#### Task input:

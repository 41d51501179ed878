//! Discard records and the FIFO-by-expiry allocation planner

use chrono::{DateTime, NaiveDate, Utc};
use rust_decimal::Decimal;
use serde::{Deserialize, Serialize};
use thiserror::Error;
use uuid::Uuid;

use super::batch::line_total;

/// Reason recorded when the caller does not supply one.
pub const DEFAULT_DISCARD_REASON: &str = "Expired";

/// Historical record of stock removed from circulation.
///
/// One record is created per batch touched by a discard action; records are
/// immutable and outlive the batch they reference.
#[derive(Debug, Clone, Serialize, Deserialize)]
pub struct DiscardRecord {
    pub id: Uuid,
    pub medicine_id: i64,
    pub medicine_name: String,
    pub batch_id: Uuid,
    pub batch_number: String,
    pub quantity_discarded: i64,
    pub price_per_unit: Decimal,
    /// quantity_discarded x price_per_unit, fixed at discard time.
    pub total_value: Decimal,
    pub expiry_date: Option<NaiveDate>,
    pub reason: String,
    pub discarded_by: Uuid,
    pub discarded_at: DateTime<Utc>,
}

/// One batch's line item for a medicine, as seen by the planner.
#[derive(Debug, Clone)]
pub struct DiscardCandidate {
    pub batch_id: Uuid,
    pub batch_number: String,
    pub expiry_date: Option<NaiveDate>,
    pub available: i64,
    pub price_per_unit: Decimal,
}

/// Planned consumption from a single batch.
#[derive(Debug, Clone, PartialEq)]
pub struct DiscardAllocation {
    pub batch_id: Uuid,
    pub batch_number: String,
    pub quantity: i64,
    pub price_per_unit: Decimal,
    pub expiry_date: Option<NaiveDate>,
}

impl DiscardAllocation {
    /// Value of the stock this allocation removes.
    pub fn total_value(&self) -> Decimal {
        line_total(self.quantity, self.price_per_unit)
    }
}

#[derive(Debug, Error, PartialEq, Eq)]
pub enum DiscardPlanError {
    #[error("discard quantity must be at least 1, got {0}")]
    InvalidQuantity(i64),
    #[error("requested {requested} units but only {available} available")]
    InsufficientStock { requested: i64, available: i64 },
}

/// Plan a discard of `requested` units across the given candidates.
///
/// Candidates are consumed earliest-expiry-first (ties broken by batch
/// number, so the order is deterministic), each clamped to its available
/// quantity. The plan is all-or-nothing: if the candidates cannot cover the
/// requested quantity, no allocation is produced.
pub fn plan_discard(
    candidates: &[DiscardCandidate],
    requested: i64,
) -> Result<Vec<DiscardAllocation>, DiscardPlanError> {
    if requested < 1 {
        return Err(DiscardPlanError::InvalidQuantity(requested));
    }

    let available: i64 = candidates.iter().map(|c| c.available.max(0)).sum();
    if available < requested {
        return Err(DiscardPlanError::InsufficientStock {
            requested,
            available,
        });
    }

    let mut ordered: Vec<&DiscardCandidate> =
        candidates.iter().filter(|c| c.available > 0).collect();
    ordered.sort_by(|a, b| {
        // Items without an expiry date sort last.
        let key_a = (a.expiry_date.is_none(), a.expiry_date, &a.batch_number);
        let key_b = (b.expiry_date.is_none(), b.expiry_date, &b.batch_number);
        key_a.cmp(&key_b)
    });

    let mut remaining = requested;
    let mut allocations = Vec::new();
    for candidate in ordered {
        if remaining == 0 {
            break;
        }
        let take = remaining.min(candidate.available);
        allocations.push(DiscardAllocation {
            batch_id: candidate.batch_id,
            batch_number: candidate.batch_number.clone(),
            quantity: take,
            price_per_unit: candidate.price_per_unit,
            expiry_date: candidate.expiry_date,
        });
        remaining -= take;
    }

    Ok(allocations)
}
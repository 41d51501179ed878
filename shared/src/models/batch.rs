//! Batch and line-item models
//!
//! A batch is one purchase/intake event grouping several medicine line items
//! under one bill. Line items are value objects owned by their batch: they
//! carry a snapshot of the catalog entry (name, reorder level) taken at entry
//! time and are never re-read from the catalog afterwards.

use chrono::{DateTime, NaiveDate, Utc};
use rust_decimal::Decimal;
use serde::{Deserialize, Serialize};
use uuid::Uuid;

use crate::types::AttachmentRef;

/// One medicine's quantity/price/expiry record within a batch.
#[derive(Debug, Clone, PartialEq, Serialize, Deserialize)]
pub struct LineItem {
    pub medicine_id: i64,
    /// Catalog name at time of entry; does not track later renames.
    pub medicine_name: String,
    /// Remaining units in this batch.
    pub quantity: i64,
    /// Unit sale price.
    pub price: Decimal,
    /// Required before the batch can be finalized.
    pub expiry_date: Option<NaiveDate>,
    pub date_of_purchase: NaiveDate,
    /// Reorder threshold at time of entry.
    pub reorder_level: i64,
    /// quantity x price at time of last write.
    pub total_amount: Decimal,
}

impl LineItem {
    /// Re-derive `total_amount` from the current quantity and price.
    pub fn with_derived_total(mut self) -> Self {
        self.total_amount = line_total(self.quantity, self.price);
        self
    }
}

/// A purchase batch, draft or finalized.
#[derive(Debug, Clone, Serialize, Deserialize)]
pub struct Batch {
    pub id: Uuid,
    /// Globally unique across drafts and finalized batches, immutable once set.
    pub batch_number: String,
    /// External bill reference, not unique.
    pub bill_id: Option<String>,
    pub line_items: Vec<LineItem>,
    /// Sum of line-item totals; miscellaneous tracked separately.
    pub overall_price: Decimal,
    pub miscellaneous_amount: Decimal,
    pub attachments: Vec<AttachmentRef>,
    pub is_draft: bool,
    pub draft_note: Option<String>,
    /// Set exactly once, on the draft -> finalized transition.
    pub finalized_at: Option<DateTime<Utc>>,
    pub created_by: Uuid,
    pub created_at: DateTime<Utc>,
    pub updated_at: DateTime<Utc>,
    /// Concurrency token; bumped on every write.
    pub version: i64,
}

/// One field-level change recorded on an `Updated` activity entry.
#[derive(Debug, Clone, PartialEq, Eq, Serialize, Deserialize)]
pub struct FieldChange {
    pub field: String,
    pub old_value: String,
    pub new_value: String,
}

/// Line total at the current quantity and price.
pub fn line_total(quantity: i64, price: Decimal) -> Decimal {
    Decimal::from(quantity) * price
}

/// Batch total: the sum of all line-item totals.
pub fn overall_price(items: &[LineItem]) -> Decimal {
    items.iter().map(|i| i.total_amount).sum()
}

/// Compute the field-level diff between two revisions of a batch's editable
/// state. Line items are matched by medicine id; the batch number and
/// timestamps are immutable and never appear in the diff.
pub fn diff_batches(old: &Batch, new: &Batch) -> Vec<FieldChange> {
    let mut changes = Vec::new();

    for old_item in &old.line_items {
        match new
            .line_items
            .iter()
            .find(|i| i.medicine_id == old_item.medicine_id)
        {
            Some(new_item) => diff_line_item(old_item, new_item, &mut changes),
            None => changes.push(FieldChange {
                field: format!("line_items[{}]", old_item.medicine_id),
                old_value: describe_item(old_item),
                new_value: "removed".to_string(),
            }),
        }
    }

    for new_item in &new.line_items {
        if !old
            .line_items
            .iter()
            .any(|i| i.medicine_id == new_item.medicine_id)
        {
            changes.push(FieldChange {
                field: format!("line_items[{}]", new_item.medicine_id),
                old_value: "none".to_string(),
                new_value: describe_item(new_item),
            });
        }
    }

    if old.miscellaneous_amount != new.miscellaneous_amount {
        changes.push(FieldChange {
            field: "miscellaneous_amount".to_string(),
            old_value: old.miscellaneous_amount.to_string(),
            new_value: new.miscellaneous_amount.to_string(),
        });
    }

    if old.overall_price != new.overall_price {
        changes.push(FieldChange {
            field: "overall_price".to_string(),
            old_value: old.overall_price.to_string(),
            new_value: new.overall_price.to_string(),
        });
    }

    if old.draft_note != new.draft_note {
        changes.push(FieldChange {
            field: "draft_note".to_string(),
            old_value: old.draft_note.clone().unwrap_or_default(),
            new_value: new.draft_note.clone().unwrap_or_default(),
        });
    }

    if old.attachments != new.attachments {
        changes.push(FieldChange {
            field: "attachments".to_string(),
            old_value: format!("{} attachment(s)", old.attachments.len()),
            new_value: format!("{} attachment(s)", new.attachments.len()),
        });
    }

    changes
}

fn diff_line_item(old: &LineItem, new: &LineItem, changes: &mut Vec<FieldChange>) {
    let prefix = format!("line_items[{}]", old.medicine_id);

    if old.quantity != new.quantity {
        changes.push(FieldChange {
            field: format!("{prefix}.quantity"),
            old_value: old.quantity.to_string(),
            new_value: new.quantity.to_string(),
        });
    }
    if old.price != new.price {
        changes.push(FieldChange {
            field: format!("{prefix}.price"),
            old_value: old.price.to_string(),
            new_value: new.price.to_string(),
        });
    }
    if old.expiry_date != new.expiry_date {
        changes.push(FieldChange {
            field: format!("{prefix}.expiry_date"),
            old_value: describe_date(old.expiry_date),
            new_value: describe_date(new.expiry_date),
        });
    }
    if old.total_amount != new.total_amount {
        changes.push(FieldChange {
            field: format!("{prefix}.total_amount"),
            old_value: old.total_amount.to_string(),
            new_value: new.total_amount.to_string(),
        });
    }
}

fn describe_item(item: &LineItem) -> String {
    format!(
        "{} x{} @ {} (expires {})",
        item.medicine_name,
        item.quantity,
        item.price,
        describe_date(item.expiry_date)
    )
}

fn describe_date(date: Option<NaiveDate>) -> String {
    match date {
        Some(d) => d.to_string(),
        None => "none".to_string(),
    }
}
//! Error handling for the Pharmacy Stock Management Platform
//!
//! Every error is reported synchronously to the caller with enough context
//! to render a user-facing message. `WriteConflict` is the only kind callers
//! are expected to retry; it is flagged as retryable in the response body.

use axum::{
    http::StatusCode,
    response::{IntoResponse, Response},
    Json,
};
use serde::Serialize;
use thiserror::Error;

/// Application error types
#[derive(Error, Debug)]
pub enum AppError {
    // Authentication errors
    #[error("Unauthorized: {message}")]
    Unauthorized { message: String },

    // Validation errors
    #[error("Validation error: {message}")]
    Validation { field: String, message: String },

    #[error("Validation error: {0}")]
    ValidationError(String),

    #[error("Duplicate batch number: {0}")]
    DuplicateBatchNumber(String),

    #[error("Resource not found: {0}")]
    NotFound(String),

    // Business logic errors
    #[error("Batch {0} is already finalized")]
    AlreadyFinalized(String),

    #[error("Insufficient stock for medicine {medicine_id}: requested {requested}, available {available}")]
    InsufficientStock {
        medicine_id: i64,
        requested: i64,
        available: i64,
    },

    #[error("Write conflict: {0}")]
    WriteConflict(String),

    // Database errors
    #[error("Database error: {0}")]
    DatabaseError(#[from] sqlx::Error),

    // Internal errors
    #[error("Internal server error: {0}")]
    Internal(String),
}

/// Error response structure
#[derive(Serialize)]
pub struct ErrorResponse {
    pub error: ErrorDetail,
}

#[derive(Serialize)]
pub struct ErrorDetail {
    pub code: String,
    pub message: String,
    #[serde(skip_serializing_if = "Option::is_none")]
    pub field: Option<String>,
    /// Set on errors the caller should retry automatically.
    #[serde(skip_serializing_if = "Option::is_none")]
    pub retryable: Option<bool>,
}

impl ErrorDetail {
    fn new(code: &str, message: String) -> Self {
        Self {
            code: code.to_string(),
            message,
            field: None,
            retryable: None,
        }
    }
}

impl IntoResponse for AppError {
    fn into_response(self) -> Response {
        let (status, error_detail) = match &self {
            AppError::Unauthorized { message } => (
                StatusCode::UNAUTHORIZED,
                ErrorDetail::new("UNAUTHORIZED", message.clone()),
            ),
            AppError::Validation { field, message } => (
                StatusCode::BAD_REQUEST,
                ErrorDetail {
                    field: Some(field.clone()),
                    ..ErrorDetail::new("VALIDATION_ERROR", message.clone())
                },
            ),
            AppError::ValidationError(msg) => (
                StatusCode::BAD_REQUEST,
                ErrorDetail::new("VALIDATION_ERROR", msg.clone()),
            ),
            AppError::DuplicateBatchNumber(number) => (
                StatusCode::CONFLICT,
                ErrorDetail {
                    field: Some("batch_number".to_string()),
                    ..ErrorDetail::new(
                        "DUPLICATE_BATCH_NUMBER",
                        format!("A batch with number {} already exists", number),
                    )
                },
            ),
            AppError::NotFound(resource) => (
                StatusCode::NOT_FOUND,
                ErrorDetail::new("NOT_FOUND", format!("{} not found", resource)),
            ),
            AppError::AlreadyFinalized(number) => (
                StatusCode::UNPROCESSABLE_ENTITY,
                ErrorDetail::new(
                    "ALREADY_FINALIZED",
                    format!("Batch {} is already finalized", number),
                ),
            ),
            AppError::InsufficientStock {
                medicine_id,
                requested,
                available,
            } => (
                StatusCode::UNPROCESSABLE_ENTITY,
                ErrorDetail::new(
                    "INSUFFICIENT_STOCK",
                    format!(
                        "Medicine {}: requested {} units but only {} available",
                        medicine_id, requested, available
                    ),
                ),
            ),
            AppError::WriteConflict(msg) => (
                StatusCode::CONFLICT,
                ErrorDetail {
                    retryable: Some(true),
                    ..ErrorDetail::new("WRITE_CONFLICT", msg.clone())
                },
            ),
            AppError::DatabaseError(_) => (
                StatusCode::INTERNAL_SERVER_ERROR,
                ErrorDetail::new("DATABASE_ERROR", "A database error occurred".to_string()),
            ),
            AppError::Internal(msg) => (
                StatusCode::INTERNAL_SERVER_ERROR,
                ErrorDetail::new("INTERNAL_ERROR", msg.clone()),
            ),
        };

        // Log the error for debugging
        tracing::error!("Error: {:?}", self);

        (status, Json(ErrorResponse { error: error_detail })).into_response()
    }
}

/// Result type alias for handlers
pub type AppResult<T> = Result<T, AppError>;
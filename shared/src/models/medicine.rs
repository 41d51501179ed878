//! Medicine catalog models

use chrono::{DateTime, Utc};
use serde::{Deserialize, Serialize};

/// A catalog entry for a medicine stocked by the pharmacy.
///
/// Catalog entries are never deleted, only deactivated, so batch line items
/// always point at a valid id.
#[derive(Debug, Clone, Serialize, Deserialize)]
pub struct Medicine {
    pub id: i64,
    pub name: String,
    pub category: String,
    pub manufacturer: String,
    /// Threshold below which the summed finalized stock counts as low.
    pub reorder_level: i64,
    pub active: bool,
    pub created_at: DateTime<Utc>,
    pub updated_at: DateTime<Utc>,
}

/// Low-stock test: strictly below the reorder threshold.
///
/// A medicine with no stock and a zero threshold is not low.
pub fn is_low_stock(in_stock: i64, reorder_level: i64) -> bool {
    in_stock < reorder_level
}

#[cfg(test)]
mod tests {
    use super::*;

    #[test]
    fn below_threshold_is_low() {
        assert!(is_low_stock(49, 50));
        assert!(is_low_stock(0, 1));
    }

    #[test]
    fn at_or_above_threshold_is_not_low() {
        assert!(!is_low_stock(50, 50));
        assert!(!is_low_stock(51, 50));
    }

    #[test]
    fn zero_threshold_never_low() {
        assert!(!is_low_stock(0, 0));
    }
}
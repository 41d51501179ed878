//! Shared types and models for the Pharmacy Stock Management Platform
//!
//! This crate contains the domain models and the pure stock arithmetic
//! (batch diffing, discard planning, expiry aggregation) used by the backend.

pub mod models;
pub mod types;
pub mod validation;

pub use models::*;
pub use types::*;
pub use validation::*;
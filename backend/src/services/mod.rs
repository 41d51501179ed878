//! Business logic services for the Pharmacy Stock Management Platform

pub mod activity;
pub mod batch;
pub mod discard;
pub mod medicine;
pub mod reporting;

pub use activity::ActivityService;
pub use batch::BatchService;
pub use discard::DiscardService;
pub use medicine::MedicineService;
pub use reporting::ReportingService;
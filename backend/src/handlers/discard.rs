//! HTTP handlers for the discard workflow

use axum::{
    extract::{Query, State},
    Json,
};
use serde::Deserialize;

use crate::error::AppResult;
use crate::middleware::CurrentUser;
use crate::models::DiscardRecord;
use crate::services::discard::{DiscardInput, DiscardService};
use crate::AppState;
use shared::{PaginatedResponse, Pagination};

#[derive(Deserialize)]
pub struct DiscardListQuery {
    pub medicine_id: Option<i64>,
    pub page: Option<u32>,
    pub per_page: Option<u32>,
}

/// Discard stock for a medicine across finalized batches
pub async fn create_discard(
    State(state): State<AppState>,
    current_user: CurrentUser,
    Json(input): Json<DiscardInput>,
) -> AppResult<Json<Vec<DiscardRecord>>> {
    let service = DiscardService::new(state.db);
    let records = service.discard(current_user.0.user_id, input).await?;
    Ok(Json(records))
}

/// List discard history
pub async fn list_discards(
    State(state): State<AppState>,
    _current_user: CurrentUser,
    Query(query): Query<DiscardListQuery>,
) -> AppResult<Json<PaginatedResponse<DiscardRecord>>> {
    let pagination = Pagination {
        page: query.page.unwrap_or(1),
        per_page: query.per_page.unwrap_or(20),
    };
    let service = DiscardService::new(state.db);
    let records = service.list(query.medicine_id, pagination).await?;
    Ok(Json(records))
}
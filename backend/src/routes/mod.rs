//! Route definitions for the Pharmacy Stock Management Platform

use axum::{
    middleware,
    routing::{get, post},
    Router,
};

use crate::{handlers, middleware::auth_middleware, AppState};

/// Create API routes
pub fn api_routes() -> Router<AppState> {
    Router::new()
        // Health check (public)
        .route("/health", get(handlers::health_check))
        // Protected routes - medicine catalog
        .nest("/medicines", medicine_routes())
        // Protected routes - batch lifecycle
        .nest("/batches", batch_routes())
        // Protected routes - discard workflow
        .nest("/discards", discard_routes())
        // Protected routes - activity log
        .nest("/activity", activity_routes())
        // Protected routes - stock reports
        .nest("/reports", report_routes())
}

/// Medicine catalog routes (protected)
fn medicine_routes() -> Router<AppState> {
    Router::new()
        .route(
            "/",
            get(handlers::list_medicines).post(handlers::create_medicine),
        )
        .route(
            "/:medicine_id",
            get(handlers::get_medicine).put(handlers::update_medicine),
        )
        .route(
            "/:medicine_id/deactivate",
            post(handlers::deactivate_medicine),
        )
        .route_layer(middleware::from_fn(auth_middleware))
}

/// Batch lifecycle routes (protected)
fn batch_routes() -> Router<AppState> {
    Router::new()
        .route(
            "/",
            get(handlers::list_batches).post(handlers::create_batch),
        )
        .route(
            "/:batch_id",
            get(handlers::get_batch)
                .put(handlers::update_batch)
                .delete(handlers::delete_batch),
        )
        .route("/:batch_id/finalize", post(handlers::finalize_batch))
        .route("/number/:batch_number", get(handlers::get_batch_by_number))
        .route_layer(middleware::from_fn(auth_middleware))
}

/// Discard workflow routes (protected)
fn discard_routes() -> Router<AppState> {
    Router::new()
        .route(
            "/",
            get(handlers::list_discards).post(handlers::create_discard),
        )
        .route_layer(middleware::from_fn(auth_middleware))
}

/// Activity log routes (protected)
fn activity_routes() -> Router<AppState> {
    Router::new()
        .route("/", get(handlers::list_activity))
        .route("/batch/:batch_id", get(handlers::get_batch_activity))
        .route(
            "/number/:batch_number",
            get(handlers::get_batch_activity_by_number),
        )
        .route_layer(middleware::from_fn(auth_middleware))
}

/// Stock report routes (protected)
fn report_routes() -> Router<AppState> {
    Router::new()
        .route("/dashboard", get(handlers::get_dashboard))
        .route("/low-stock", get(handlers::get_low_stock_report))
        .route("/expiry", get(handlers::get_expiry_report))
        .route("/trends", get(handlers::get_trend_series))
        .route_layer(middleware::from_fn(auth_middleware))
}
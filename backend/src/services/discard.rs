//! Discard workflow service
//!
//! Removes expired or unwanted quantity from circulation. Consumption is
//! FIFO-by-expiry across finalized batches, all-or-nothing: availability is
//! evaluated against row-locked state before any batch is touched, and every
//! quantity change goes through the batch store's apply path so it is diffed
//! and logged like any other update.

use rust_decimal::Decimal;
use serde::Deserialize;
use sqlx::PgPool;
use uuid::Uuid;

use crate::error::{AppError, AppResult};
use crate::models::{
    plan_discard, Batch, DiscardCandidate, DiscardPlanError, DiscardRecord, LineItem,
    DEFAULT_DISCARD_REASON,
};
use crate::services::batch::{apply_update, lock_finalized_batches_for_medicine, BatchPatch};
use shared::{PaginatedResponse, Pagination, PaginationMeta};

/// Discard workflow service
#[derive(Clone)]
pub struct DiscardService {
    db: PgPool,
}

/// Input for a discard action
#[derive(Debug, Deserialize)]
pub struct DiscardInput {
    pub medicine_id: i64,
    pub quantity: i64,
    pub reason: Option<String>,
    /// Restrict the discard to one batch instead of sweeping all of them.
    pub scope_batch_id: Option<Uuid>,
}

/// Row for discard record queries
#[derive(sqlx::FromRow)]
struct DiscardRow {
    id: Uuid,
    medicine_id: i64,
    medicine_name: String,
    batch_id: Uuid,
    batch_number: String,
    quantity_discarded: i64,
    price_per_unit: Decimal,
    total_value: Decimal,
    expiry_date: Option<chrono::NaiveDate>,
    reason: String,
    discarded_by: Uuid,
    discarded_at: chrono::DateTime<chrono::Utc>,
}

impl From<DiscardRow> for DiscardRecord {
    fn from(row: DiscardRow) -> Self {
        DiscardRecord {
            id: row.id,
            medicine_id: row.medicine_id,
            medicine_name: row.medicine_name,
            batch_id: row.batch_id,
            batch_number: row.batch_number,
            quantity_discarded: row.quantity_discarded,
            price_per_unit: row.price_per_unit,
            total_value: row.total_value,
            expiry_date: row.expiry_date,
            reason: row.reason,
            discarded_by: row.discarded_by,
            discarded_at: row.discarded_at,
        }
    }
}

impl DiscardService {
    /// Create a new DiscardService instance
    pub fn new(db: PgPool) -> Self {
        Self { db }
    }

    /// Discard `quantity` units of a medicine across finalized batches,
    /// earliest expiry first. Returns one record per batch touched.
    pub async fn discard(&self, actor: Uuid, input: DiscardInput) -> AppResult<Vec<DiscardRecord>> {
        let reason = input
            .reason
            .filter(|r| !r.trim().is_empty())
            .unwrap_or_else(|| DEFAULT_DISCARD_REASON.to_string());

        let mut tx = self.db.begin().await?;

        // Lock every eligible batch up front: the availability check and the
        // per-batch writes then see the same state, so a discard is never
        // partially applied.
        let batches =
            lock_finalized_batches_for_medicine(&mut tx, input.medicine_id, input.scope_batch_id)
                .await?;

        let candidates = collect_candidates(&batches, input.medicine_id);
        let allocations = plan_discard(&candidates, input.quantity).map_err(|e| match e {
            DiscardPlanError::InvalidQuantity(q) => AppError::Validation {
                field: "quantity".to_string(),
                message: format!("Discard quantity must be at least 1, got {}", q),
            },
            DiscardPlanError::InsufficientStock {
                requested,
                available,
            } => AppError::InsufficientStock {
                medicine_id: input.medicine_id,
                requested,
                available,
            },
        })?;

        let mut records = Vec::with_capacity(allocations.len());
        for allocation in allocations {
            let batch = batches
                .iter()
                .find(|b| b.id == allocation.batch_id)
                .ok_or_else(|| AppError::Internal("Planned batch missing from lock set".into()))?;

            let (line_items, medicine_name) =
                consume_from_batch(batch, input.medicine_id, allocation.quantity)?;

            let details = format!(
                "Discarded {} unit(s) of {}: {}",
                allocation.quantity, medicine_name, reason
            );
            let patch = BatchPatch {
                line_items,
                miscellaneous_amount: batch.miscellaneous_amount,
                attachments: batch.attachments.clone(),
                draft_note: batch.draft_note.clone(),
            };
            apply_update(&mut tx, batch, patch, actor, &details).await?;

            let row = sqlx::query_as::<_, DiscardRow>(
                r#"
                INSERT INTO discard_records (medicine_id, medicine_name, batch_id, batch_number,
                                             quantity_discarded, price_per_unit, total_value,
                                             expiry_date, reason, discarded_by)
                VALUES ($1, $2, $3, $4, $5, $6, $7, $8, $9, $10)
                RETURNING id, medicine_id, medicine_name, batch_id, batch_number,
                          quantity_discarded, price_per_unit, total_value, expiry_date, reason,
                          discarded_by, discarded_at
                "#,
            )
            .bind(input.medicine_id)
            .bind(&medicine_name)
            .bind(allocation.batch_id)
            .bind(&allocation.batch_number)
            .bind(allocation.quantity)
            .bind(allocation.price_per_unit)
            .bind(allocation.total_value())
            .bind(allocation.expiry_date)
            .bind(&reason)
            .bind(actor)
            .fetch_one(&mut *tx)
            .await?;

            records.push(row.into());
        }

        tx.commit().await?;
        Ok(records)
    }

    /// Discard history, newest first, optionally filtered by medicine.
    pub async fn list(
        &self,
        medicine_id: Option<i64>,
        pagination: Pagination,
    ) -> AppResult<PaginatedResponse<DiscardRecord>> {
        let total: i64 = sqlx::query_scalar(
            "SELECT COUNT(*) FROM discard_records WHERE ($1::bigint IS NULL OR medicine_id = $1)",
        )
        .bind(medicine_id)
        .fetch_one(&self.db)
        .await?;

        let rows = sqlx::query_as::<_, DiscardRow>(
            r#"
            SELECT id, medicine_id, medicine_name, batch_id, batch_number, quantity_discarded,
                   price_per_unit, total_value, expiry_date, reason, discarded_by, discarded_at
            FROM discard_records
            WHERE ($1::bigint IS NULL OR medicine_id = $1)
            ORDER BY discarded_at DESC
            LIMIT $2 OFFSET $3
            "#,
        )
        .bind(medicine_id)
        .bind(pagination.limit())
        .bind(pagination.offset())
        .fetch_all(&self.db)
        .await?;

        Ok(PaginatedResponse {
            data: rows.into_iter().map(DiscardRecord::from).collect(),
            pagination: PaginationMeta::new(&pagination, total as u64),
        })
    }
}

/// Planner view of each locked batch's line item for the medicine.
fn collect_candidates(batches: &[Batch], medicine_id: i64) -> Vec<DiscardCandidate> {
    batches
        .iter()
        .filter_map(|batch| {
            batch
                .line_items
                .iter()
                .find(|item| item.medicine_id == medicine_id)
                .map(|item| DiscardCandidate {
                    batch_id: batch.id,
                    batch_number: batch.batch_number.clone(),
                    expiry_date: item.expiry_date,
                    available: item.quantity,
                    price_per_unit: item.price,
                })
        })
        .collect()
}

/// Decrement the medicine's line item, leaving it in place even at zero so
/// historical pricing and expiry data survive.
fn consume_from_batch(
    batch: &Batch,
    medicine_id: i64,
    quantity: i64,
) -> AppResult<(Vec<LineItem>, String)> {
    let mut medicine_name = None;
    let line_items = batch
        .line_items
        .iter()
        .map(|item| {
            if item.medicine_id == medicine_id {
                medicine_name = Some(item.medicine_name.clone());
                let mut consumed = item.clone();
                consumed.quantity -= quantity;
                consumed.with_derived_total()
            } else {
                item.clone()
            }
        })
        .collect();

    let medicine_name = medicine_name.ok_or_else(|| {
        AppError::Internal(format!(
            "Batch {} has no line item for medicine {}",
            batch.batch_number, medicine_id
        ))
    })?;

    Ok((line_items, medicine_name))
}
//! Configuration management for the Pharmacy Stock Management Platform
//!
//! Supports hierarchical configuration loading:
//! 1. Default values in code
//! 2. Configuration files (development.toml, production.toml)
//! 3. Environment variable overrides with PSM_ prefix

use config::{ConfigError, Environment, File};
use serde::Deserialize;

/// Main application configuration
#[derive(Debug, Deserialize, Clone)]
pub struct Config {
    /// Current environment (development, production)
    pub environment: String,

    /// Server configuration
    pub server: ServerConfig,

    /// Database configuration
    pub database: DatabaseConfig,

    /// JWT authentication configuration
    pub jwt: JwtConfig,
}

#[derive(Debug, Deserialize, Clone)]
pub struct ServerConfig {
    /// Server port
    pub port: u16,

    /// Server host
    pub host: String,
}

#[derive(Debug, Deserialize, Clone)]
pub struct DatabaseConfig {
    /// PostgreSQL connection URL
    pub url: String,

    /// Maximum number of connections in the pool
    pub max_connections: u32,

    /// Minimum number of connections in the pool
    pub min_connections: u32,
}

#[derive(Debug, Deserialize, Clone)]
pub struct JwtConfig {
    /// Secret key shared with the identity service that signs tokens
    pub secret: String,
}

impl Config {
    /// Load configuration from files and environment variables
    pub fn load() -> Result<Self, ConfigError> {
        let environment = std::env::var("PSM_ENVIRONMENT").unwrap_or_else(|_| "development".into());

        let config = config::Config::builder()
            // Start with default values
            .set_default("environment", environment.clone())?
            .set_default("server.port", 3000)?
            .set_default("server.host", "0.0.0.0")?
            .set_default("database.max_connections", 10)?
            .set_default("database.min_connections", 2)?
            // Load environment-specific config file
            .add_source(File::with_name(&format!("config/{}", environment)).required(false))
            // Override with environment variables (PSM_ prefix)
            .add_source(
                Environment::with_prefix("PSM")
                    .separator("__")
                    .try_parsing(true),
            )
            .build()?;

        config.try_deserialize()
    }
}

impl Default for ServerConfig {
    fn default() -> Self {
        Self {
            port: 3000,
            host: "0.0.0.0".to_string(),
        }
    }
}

#### Required work:
Please go line by line through the records above, copying each one that holds the string "AttachmentRef".

#### Written response:
use crate::types::AttachmentRef;
    pub attachments: Vec<AttachmentRef>,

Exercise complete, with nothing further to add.